What stood out at that time was the genuine delight from fans from other counties that the Dubs had won. Fans from all parts of the country were thrilled the Dubs have got across the mountain so I don't mind the entire country celebrating the Dubs' demise - it is the just way of things!
Truth be told, I can't look past Kerry this year. There is something ominous and almost terrifying about the Kingdom and a dreaded sense that Dublin's six-in-a-row could be emulated in the near future is growing.
Of course, Kerry have to get over a Covid hit Tyrone first in a rearranged semi-final, a generous decision that has got to rankle with Sligo footballers. But James Horan has a tough call to make too - does he stick with captain Aidan O'Shea or does he go with the players who ignited their comeback? It's not a decision I'd like to make but sitting in Croke Park, it was clear as day that once O'Shea left the field, Mayo were a different animal.

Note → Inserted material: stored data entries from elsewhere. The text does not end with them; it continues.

mod common;

use common::TestApp;
use storefront_api::services::cart::{CartRepository, GuestCart};

#[tokio::test]
async fn login_merge_guest_wins_and_prunes_user_only_lines() {
    let app = TestApp::new().await;
    let user_id = app.seed_user("shopper@example.com").await;
    let (_, variant_v) = app.seed_variant(1000, 10, true, None).await;
    let (_, variant_w) = app.seed_variant(2000, 10, true, None).await;

    // User cart: V qty 5, W qty 1
    app.add_to_cart(user_id, variant_v, 5).await;
    app.add_to_cart(user_id, variant_w, 1).await;

    // Guest cart: V qty 2
    let mut guest = GuestCart::new();
    guest.add_item(variant_v, 2);

    app.state
        .services
        .cart_merge
        .merge_on_login(user_id, &guest)
        .await
        .unwrap();

    let repo = app.state.services.cart.for_user(user_id);
    let items = repo.items().await.unwrap();
    assert_eq!(items.len(), 1, "W was removed");
    assert_eq!(items[0].variant.as_ref().unwrap().id, variant_v);
    assert_eq!(items[0].quantity, 2, "guest quantity wins");
}

#[tokio::test]
async fn merge_inserts_guest_only_lines() {
    let app = TestApp::new().await;
    let user_id = app.seed_user("shopper@example.com").await;
    let (_, variant_v) = app.seed_variant(1000, 10, true, None).await;
    let (_, variant_w) = app.seed_variant(2000, 10, true, None).await;

    app.add_to_cart(user_id, variant_v, 1).await;

    let mut guest = GuestCart::new();
    guest.add_item(variant_v, 1);
    guest.add_item(variant_w, 4);

    app.state
        .services
        .cart_merge
        .merge_on_login(user_id, &guest)
        .await
        .unwrap();

    let repo = app.state.services.cart.for_user(user_id);
    let mut items = repo.items().await.unwrap();
    items.sort_by_key(|l| l.variant.as_ref().unwrap().price);
    assert_eq!(items.len(), 2);
    assert_eq!(items[0].quantity, 1);
    assert_eq!(items[1].quantity, 4);
}

#[tokio::test]
async fn merge_creates_cart_for_first_time_user() {
    let app = TestApp::new().await;
    let user_id = app.seed_user("fresh@example.com").await;
    let (_, variant_id) = app.seed_variant(1000, 10, true, None).await;

    let mut guest = GuestCart::new();
    guest.add_item(variant_id, 3);

    app.state
        .services
        .cart_merge
        .merge_on_login(user_id, &guest)
        .await
        .unwrap();

    let repo = app.state.services.cart.for_user(user_id);
    let items = repo.items().await.unwrap();
    assert_eq!(items.len(), 1);
    assert_eq!(items[0].quantity, 3);
}

#[tokio::test]
async fn empty_guest_cart_wipes_user_cart_on_login() {
    let app = TestApp::new().await;
    let user_id = app.seed_user("shopper@example.com").await;
    let (_, variant_id) = app.seed_variant(1000, 10, true, None).await;
    app.add_to_cart(user_id, variant_id, 2).await;

    // The shopper emptied their anonymous cart before logging in; the
    // guest cart stays authoritative and the user cart is cleared
    app.state
        .services
        .cart_merge
        .merge_on_login(user_id, &GuestCart::new())
        .await
        .unwrap();

    let repo = app.state.services.cart.for_user(user_id);
    assert!(repo.items().await.unwrap().is_empty());
}

#[tokio::test]
async fn logout_serializes_user_cart_into_guest_cart() {
    let app = TestApp::new().await;
    let user_id = app.seed_user("shopper@example.com").await;
    let (_, variant_a) = app.seed_variant(1000, 10, true, None).await;
    let (_, variant_b) = app.seed_variant(2000, 10, true, None).await;
    app.add_to_cart(user_id, variant_a, 2).await;
    app.add_to_cart(user_id, variant_b, 1).await;

    let guest = app
        .state
        .services
        .cart_merge
        .user_cart_as_guest(user_id)
        .await
        .unwrap();

    assert_eq!(guest.items.len(), 2);
    let qty_of = |vid| {
        guest
            .items
            .iter()
            .find(|i| i.variant_id == vid)
            .map(|i| i.quantity)
    };
    assert_eq!(qty_of(variant_a), Some(2));
    assert_eq!(qty_of(variant_b), Some(1));
}

#[tokio::test]
async fn logout_with_no_cart_yields_empty_guest_cart() {
    let app = TestApp::new().await;
    let user_id = app.seed_user("cartless@example.com").await;

    let guest = app
        .state
        .services
        .cart_merge
        .user_cart_as_guest(user_id)
        .await
        .unwrap();
    assert!(guest.is_empty());
}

I won't go without mentioning the John Small tackle on Eoghan McLoughlin. At the time, I thought it was good, a challenge that echoed Danny Beck's hit on Paul Keaney in last year's County Final. It was a challenge you expect your player to make every day of the week but unfortunately the outcome for the Mayo man was brutal and every true Dub fan will wish McLoughlin a speedy recovery.
Should Small have seen red? Probably, but decisions based on a particular outcome is an incredibly subjective and emotive road to travel. Small undoubtedly went to level the Mayo man but I'd be fairly sure he didn't mean to do the damage he did. We all want to see physicality in the game but McLoughlin's injuries underline the incredibly fine line that separates a good challenge from a dangerous one.
Now, the only dilemma for this Dub is do I want Mayo, Tyrone or Kerry to win? Talk about a no-win situation!